▶ **Exercise directions**:
Only lines with the string "FieldRef" should be returned from the data below.

▶ **Task input**:
*****

//! Interned symbols for text entries in the constant pool.

use std::{
    borrow::Cow,
    fmt::{self, Display},
    hash::{Hash, Hasher},
    ops::Deref,
    sync::{
        Arc,
        atomic::{AtomicU64, Ordering},
    },
};

use dashmap::DashMap;
use itertools::Itertools;

/// The payload of a `CONSTANT_Utf8_info` entry.
///
/// Class files encode text as modified UTF-8 (CESU-8 with an embedded NUL
/// encoding). A conforming class file may carry byte sequences that do not
/// decode to a Rust [`String`]; those are kept as raw bytes instead of being
/// rejected or lossily converted.
#[derive(Debug, Clone, PartialEq, Eq, Hash)]
pub enum JavaString {
    /// The payload decodes to valid UTF-8.
    ValidUtf8(String),
    /// The payload does not decode; the raw modified UTF-8 bytes are kept.
    InvalidUtf8(Vec<u8>),
}

impl JavaString {
    /// Decodes a modified UTF-8 byte sequence.
    #[must_use]
    pub fn from_modified_utf8(bytes: Vec<u8>) -> Self {
        match cesu8::from_java_cesu8(&bytes) {
            Ok(result) => Self::ValidUtf8(result.into_owned()),
            Err(_) => Self::InvalidUtf8(bytes),
        }
    }

    /// Encodes this string back into modified UTF-8.
    #[must_use]
    pub fn to_modified_utf8(&self) -> Cow<'_, [u8]> {
        match self {
            Self::ValidUtf8(value) => cesu8::to_java_cesu8(value),
            Self::InvalidUtf8(bytes) => Cow::Borrowed(bytes),
        }
    }

    /// Returns the decoded text, or [`None`] if the payload is not valid UTF-8.
    #[must_use]
    pub fn as_str(&self) -> Option<&str> {
        match self {
            Self::ValidUtf8(value) => Some(value),
            Self::InvalidUtf8(_) => None,
        }
    }
}

impl From<&str> for JavaString {
    fn from(value: &str) -> Self {
        Self::ValidUtf8(value.to_owned())
    }
}

impl Display for JavaString {
    fn fmt(&self, f: &mut fmt::Formatter<'_>) -> fmt::Result {
        match self {
            Self::ValidUtf8(value) => f.pad(value),
            Self::InvalidUtf8(bytes) => {
                let dump = bytes.iter().map(|it| format!("0x{it:02X}")).join(" ");
                write!(f, "{dump} // Invalid UTF-8")
            }
        }
    }
}

/// An interned, identity-comparable handle to decoded text.
///
/// Two symbols produced by the same [`SymbolTable`] compare equal if and only
/// if they were interned from equal byte sequences; the comparison itself is
/// a pointer check.
#[derive(Debug, Clone)]
pub struct Symbol(Arc<JavaString>);

impl Symbol {
    fn new(value: JavaString) -> Self {
        Self(Arc::new(value))
    }

    /// Whether two handles refer to the same interned payload.
    #[must_use]
    pub fn ptr_eq(&self, other: &Self) -> bool {
        Arc::ptr_eq(&self.0, &other.0)
    }
}

impl PartialEq for Symbol {
    fn eq(&self, other: &Self) -> bool {
        self.ptr_eq(other)
    }
}

impl Eq for Symbol {}

impl Hash for Symbol {
    fn hash<H: Hasher>(&self, state: &mut H) {
        std::ptr::hash(Arc::as_ptr(&self.0), state);
    }
}

impl Deref for Symbol {
    type Target = JavaString;

    fn deref(&self) -> &Self::Target {
        &self.0
    }
}

impl Display for Symbol {
    fn fmt(&self, f: &mut fmt::Formatter<'_>) -> fmt::Result {
        self.0.fmt(f)
    }
}

/// A deduplication table mapping modified UTF-8 payloads to [`Symbol`]s.
///
/// The table may be shared across many concurrently parsed pools. Lookups are
/// lock-striped; interning one key does not block interning of unrelated
/// keys. The Utf8-entry counter is best-effort and not linearizable with
/// parsing.
#[derive(Debug, Default)]
pub struct SymbolTable {
    symbols: DashMap<Box<[u8]>, Symbol>,
    utf8_entries: AtomicU64,
}

impl SymbolTable {
    /// Creates an empty table.
    #[must_use]
    pub fn new() -> Self {
        Self::default()
    }

    /// Returns the symbol for the given modified UTF-8 bytes, interning them
    /// if no equal payload has been seen before.
    ///
    /// When an identical symbol already exists, no copy of the payload is
    /// made; the existing handle is returned.
    pub fn get_or_intern(&self, bytes: &[u8]) -> Symbol {
        if let Some(existing) = self.symbols.get(bytes) {
            return existing.value().clone();
        }
        self.symbols
            .entry(Box::from(bytes))
            .or_insert_with(|| Symbol::new(JavaString::from_modified_utf8(bytes.to_vec())))
            .value()
            .clone()
    }

    /// Interns an already-decoded string.
    pub fn intern_java_string(&self, value: &JavaString) -> Symbol {
        self.get_or_intern(&value.to_modified_utf8())
    }

    /// The number of distinct symbols in the table.
    #[must_use]
    pub fn len(&self) -> usize {
        self.symbols.len()
    }

    /// Whether the table contains no symbols.
    #[must_use]
    pub fn is_empty(&self) -> bool {
        self.symbols.is_empty()
    }

    pub(crate) fn record_utf8_entry(&self) {
        self.utf8_entries.fetch_add(1, Ordering::Relaxed);
    }

    /// The number of `CONSTANT_Utf8` entries decoded through this table.
    ///
    /// Counts every decoded entry, including duplicates that resolved to an
    /// existing symbol.
    #[must_use]
    pub fn utf8_entry_count(&self) -> u64 {
        self.utf8_entries.load(Ordering::Relaxed)
    }
}
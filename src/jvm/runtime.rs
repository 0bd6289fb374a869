//! Opaque handles into the runtime object model.
//!
//! The constant pool never inspects these values; it stores them during
//! pre-resolution patching and hands them back through the typed accessors.

use std::{any::Any, fmt, sync::Arc};

use super::symbols::JavaString;

/// A reference to a runtime object supplied by the class loader.
#[derive(Clone)]
pub struct ObjectHandle(Arc<dyn Any + Send + Sync>);

impl ObjectHandle {
    /// Wraps a runtime value.
    pub fn new<T: Any + Send + Sync>(value: T) -> Self {
        Self(Arc::new(value))
    }

    /// Borrows the wrapped value if it is of type `T`.
    #[must_use]
    pub fn downcast_ref<T: Any>(&self) -> Option<&T> {
        self.0.downcast_ref()
    }

    /// Whether two handles refer to the same runtime object.
    #[must_use]
    pub fn ptr_eq(&self, other: &Self) -> bool {
        Arc::ptr_eq(&self.0, &other.0)
    }
}

impl PartialEq for ObjectHandle {
    fn eq(&self, other: &Self) -> bool {
        self.ptr_eq(other)
    }
}

impl fmt::Debug for ObjectHandle {
    fn fmt(&self, f: &mut fmt::Formatter<'_>) -> fmt::Result {
        f.write_str("ObjectHandle(..)")
    }
}

/// One slot of the pre-resolution table handed to the pool builder.
///
/// A patch overrides the payload of the slot at the same index while the
/// builder still consumes the entry's nominal byte width, so patched and
/// unpatched pools stay byte-position-compatible. Only the entry kinds listed
/// here can be overridden.
#[derive(Debug, Clone, PartialEq)]
pub enum Patch {
    /// An already-loaded class to splice into a `Class` slot.
    Class(ObjectHandle),
    /// A class name to splice into a `Class` slot; interned when applied.
    ClassName(JavaString),
    /// A runtime string object to splice into a `String` slot.
    String(ObjectHandle),
    /// A value for an `Integer` slot.
    Integer(i32),
    /// A value for a `Float` slot.
    Float(f32),
    /// A value for a `Long` slot.
    Long(i64),
    /// A value for a `Double` slot.
    Double(f64),
}
impl ConstantPool {
    pub(crate) fn from_entries(entries: Vec<PoolConstant>) -> Self {
        Self {
            entries: entries.into_boxed_slice(),
        }
    }

    /// The number of slots, including slot 0 and wide-entry shadow slots.
    /// Equals the `constant_pool_count` decoded from the header.
    #[must_use]
    pub fn len(&self) -> usize {
        self.entries.len()
    }

    /// Whether the pool has no slots. A successfully parsed pool always has
    /// at least the reserved slot 0.
    #[must_use]
    pub fn is_empty(&self) -> bool {
        self.entries.is_empty()
    }

    /// Gets the entry at the given index.
    ///
    /// `description` is a label used in error messages only, never for logic.
    ///
    /// # Errors
    /// [`ReferenceTypeError::OutOfRange`] if `index` is past the end of the pool.
    pub fn at(
        &self,
        index: u16,
        description: Option<&str>,
    ) -> Result<&PoolConstant, ReferenceTypeError> {
        self.entries
            .get(usize::from(index))
            .ok_or_else(|| ReferenceTypeError::out_of_range(index, description))
    }

    /// The tag at the given index.
    ///
    /// Returns [`Tag::Invalid`] for slot 0, for the slot following a `Long`
    /// or `Double` entry, and for indices past the end of the pool.
    #[must_use]
    pub fn tag_at(&self, index: u16) -> Tag {
        self.entries
            .get(usize::from(index))
            .map_or(Tag::Invalid, PoolConstant::tag)
    }

    /// The value of the `Integer` entry at the given index.
    ///
    /// # Errors
    /// [`ReferenceTypeError`] if the entry is not an `Integer`.
    pub fn int_at(&self, index: u16, description: Option<&str>) -> Result<i32, ReferenceTypeError> {
        match self.at(index, description)? {
            PoolConstant::Integer(value) => Ok(*value),
            entry => Err(ReferenceTypeError::mismatched(
                index,
                entry.tag(),
                &[Tag::Integer],
                description,
            )),
        }
    }

    /// The value of the `Long` entry at the given index.
    ///
    /// # Errors
    /// [`ReferenceTypeError`] if the entry is not a `Long`.
    pub fn long_at(
        &self,
        index: u16,
        description: Option<&str>,
    ) -> Result<i64, ReferenceTypeError> {
        match self.at(index, description)? {
            PoolConstant::Long(value) => Ok(*value),
            entry => Err(ReferenceTypeError::mismatched(
                index,
                entry.tag(),
                &[Tag::Long],
                description,
            )),
        }
    }

    /// The value of the `Float` entry at the given index.
    ///
    /// # Errors
    /// [`ReferenceTypeError`] if the entry is not a `Float`.
    pub fn float_at(
        &self,
        index: u16,
        description: Option<&str>,
    ) -> Result<f32, ReferenceTypeError> {
        match self.at(index, description)? {
            PoolConstant::Float(value) => Ok(*value),
            entry => Err(ReferenceTypeError::mismatched(
                index,
                entry.tag(),
                &[Tag::Float],
                description,
            )),
        }
    }

    /// The value of the `Double` entry at the given index.
    ///
    /// # Errors
    /// [`ReferenceTypeError`] if the entry is not a `Double`.
    pub fn double_at(
        &self,
        index: u16,
        description: Option<&str>,
    ) -> Result<f64, ReferenceTypeError> {
        match self.at(index, description)? {
            PoolConstant::Double(value) => Ok(*value),
            entry => Err(ReferenceTypeError::mismatched(
                index,
                entry.tag(),
                &[Tag::Double],
                description,
            )),
        }
    }

    /// The interned text of the `Utf8` entry at the given index.
    ///
    /// # Errors
    /// [`ReferenceTypeError`] if the entry is not a `Utf8`.
    pub fn utf8_at(
        &self,
        index: u16,
        description: Option<&str>,
    ) -> Result<Symbol, ReferenceTypeError> {
        match self.at(index, description)? {
            PoolConstant::Utf8(symbol) => Ok(symbol.clone()),
            entry => Err(ReferenceTypeError::mismatched(
                index,
                entry.tag(),
                &[Tag::Utf8],
                description,
            )),
        }
    }

    /// The resolved text backing the `String` entry at the given index.
    ///
    /// For an unresolved entry this follows the entry's index to the
    /// referenced `Utf8` entry; a pre-resolved entry returns its stored value
    /// directly.
    ///
    /// # Errors
    /// [`ReferenceTypeError`] if the entry is not a `String`, or if the
    /// referenced slot is not a `Utf8`.
    pub fn string_at(
        &self,
        index: u16,
        description: Option<&str>,
    ) -> Result<ResolvedString, ReferenceTypeError> {
        match self.at(index, description)? {
            PoolConstant::String(StringConstant::Index { utf8_index }) => self
                .utf8_at(*utf8_index, description)
                .map(ResolvedString::Interned),
            PoolConstant::String(StringConstant::Resolved(object)) => {
                Ok(ResolvedString::Patched(object.clone()))
            }
            entry => Err(ReferenceTypeError::mismatched(
                index,
                entry.tag(),
                &[Tag::String],
                description,
            )),
        }
    }

    /// The `Class` entry at the given index. Following the name index of an
    /// unresolved entry is left to the caller.
    ///
    /// # Errors
    /// [`ReferenceTypeError`] if the entry is not a `Class`.
    pub fn class_at(
        &self,
        index: u16,
        description: Option<&str>,
    ) -> Result<&ClassConstant, ReferenceTypeError> {
        match self.at(index, description)? {
            PoolConstant::Class(class) => Ok(class),
            entry => Err(ReferenceTypeError::mismatched(
                index,
                entry.tag(),
                &[Tag::Class],
                description,
            )),
        }
    }

    /// The `NameAndType` entry at the given index.
    ///
    /// # Errors
    /// [`ReferenceTypeError`] if the entry is not a `NameAndType`.
    pub fn name_and_type_at(
        &self,
        index: u16,
        description: Option<&str>,
    ) -> Result<NameAndTypeRef, ReferenceTypeError> {
        match *self.at(index, description)? {
            PoolConstant::NameAndType {
                name_index,
                descriptor_index,
            } => Ok(NameAndTypeRef {
                name_index,
                descriptor_index,
            }),
            ref entry => Err(ReferenceTypeError::mismatched(
                index,
                entry.tag(),
                &[Tag::NameAndType],
                description,
            )),
        }
    }

    /// The member reference at the given index: a field, method or interface
    /// method reference.
    ///
    /// # Errors
    /// [`ReferenceTypeError`] if the entry is none of the three member kinds.
    pub fn member_at(
        &self,
        index: u16,
        description: Option<&str>,
    ) -> Result<MemberRef, ReferenceTypeError> {
        match *self.at(index, description)? {
            PoolConstant::FieldRef {
                class_index,
                name_and_type_index,
            } => Ok(MemberRef {
                tag: Tag::FieldRef,
                class_index,
                name_and_type_index,
            }),
            PoolConstant::MethodRef {
                class_index,
                name_and_type_index,
            } => Ok(MemberRef {
                tag: Tag::MethodRef,
                class_index,
                name_and_type_index,
            }),
            PoolConstant::InterfaceMethodRef {
                class_index,
                name_and_type_index,
            } => Ok(MemberRef {
                tag: Tag::InterfaceMethodRef,
                class_index,
                name_and_type_index,
            }),
            ref entry => Err(ReferenceTypeError::mismatched(
                index,
                entry.tag(),
                &[Tag::MethodRef, Tag::InterfaceMethodRef, Tag::FieldRef],
                description,
            )),
        }
    }

    /// The method reference at the given index: a class or interface method.
    ///
    /// # Errors
    /// [`ReferenceTypeError`] if the entry is not a method reference.
    pub fn method_at(&self, index: u16) -> Result<MemberRef, ReferenceTypeError> {
        match *self.at(index, None)? {
            PoolConstant::MethodRef {
                class_index,
                name_and_type_index,
            } => Ok(MemberRef {
                tag: Tag::MethodRef,
                class_index,
                name_and_type_index,
            }),
            PoolConstant::InterfaceMethodRef {
                class_index,
                name_and_type_index,
            } => Ok(MemberRef {
                tag: Tag::InterfaceMethodRef,
                class_index,
                name_and_type_index,
            }),
            ref entry => Err(ReferenceTypeError::mismatched(
                index,
                entry.tag(),
                &[Tag::MethodRef, Tag::InterfaceMethodRef],
                None,
            )),
        }
    }

    /// The class method reference at the given index.
    ///
    /// # Errors
    /// [`ReferenceTypeError`] if the entry is not a `MethodRef`.
    pub fn class_method_at(&self, index: u16) -> Result<MemberRef, ReferenceTypeError> {
        match *self.at(index, None)? {
            PoolConstant::MethodRef {
                class_index,
                name_and_type_index,
            } => Ok(MemberRef {
                tag: Tag::MethodRef,
                class_index,
                name_and_type_index,
            }),
            ref entry => Err(ReferenceTypeError::mismatched(
                index,
                entry.tag(),
                &[Tag::MethodRef],
                None,
            )),
        }
    }

    /// The interface method reference at the given index.
    ///
    /// # Errors
    /// [`ReferenceTypeError`] if the entry is not an `InterfaceMethodRef`.
    pub fn interface_method_at(&self, index: u16) -> Result<MemberRef, ReferenceTypeError> {
        match *self.at(index, None)? {
            PoolConstant::InterfaceMethodRef {
                class_index,
                name_and_type_index,
            } => Ok(MemberRef {
                tag: Tag::InterfaceMethodRef,
                class_index,
                name_and_type_index,
            }),
            ref entry => Err(ReferenceTypeError::mismatched(
                index,
                entry.tag(),
                &[Tag::InterfaceMethodRef],
                None,
            )),
        }
    }

    /// The field reference at the given index.
    ///
    /// # Errors
    /// [`ReferenceTypeError`] if the entry is not a `FieldRef`.
    pub fn field_at(&self, index: u16) -> Result<MemberRef, ReferenceTypeError> {
        match *self.at(index, None)? {
            PoolConstant::FieldRef {
                class_index,
                name_and_type_index,
            } => Ok(MemberRef {
                tag: Tag::FieldRef,
                class_index,
                name_and_type_index,
            }),
            ref entry => Err(ReferenceTypeError::mismatched(
                index,
                entry.tag(),
                &[Tag::FieldRef],
                None,
            )),
        }
    }

    /// The `String` entry at the given index, without resolving its text.
    ///
    /// # Errors
    /// [`ReferenceTypeError`] if the entry is not a `String`.
    pub fn string_constant_at(&self, index: u16) -> Result<&StringConstant, ReferenceTypeError> {
        match self.at(index, None)? {
            PoolConstant::String(string) => Ok(string),
            entry => Err(ReferenceTypeError::mismatched(
                index,
                entry.tag(),
                &[Tag::String],
                None,
            )),
        }
    }

    /// The `InvokeDynamic` entry at the given index.
    ///
    /// # Errors
    /// [`ReferenceTypeError`] if the entry is not an `InvokeDynamic`.
    pub fn indy_at(&self, index: u16) -> Result<BootstrapMethodRef, ReferenceTypeError> {
        match *self.at(index, None)? {
            PoolConstant::InvokeDynamic {
                bootstrap_method_attr_index,
                name_and_type_index,
            } => Ok(BootstrapMethodRef {
                bootstrap_method_attr_index,
                name_and_type_index,
            }),
            ref entry => Err(ReferenceTypeError::mismatched(
                index,
                entry.tag(),
                &[Tag::InvokeDynamic],
                None,
            )),
        }
    }

    /// The `Dynamic` entry at the given index.
    ///
    /// # Errors
    /// [`ReferenceTypeError`] if the entry is not a `Dynamic`.
    pub fn dynamic_at(&self, index: u16) -> Result<BootstrapMethodRef, ReferenceTypeError> {
        match *self.at(index, None)? {
            PoolConstant::Dynamic {
                bootstrap_method_attr_index,
                name_and_type_index,
            } => Ok(BootstrapMethodRef {
                bootstrap_method_attr_index,
                name_and_type_index,
            }),
            ref entry => Err(ReferenceTypeError::mismatched(
                index,
                entry.tag(),
                &[Tag::Dynamic],
                None,
            )),
        }
    }

    /// The `MethodHandle` entry at the given index.
    ///
    /// # Errors
    /// [`ReferenceTypeError`] if the entry is not a `MethodHandle`.
    pub fn method_handle_at(&self, index: u16) -> Result<MethodHandleRef, ReferenceTypeError> {
        match *self.at(index, None)? {
            PoolConstant::MethodHandle {
                reference_kind,
                reference_index,
            } => Ok(MethodHandleRef {
                reference_kind,
                reference_index,
            }),
            ref entry => Err(ReferenceTypeError::mismatched(
                index,
                entry.tag(),
                &[Tag::MethodHandle],
                None,
            )),
        }
    }

    /// The `MethodType` entry at the given index.
    ///
    /// # Errors
    /// [`ReferenceTypeError`] if the entry is not a `MethodType`.
    pub fn method_type_at(&self, index: u16) -> Result<MethodTypeRef, ReferenceTypeError> {
        match *self.at(index, None)? {
            PoolConstant::MethodType { descriptor_index } => {
                Ok(MethodTypeRef { descriptor_index })
            }
            ref entry => Err(ReferenceTypeError::mismatched(
                index,
                entry.tag(),
                &[Tag::MethodType],
                None,
            )),
        }
    }
}
//! Error types for metrics computation.

use thiserror::Error;

/// Result type for metrics computation.
pub type Result<T> = std::result::Result<T, MetricsError>;

/// Errors that can occur while computing portfolio metrics.
///
/// Quote-side problems are deliberately not represented here: a missing or
/// partial quote degrades to missing derived values, never to an error.
#[derive(Debug, Error)]
pub enum MetricsError {
    /// A holding violates an input invariant.
    #[error("invalid holding {symbol}: {reason}")]
    InvalidHolding {
        /// Symbol of the offending holding.
        symbol: String,
        /// Which invariant was violated.
        reason: String,
    },

    /// A grouping key name could not be parsed.
    #[error("unknown grouping key: {0}")]
    UnknownGroupKey(String),
}
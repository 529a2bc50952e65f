//! Quote retrieval orchestration with caching and progress reporting.
//!
//! Serves a run's quote mapping from the snapshot cache when a fresh
//! snapshot exists for the same symbol set, otherwise fans out to Yahoo
//! Finance and stores the result.

use super::cache_manager;
use chrono::Duration;
use folio_data::cache::snapshot_fingerprint;
use folio_data::source::{DEFAULT_CONCURRENCY, FetchConfig, fetch_quote_map};
use folio_data::yahoo::YahooQuoteProvider;
use folio_engine::QuoteMap;
use indicatif::{ProgressBar, ProgressStyle};
use std::collections::BTreeSet;
use std::time::Duration as StdDuration;
use tracing::debug;

/// Configuration for quote retrieval.
#[derive(Debug, Clone)]
pub(crate) struct QuoteOptions {
    /// Whether to use the snapshot cache.
    pub use_cache: bool,
    /// Whether to force refresh (ignore a fresh snapshot).
    pub force_refresh: bool,
    /// Maximum snapshot age before a refetch.
    pub max_age: Duration,
}

impl Default for QuoteOptions {
    fn default() -> Self {
        Self {
            use_cache: true,
            force_refresh: false,
            max_age: Duration::hours(24),
        }
    }
}

/// Fetch quotes for a symbol set, consulting the snapshot cache first.
pub(crate) async fn fetch_quotes(symbols: &BTreeSet<String>, options: &QuoteOptions) -> QuoteMap {
    let fingerprint = snapshot_fingerprint(symbols);

    let cache = if options.use_cache {
        cache_manager::open_cache().ok()
    } else {
        None
    };

    if let Some(cache) = &cache
        && !options.force_refresh
        && cache.is_fresh(&fingerprint, options.max_age).unwrap_or(false)
        && let Ok(Some(snapshot)) = cache.get_snapshot(&fingerprint)
    {
        debug!(symbols = symbols.len(), "serving quotes from snapshot cache");
        return snapshot;
    }

    let provider = YahooQuoteProvider::new();
    let progress = ProgressBar::new_spinner();
    progress.set_style(
        ProgressStyle::default_spinner()
            .template("{spinner} {msg}")
            .expect("valid progress template"),
    );
    progress.set_message(format!(
        "Fetching {} symbols ({} concurrent)...",
        symbols.len(),
        DEFAULT_CONCURRENCY
    ));
    progress.enable_steady_tick(StdDuration::from_millis(100));

    let quotes = fetch_quote_map(&provider, symbols, &FetchConfig::default()).await;
    progress.finish_and_clear();

    if quotes.len() < symbols.len() {
        eprintln!(
            "Warning: no quote data for {} of {} symbols",
            symbols.len() - quotes.len(),
            symbols.len()
        );
    }

    if let Some(cache) = &cache
        && !quotes.is_empty()
        && let Err(e) = cache.put_snapshot(&fingerprint, &quotes)
    {
        eprintln!("Warning: failed to cache quote snapshot: {}", e);
    }

    quotes
}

*****

▶ **Answer to the exercise**:
            PoolConstant::FieldRef {
                tag: Tag::FieldRef,
                &[Tag::MethodRef, Tag::InterfaceMethodRef, Tag::FieldRef],
    /// [`ReferenceTypeError`] if the entry is not a `FieldRef`.
            PoolConstant::FieldRef {
                tag: Tag::FieldRef,
                &[Tag::FieldRef],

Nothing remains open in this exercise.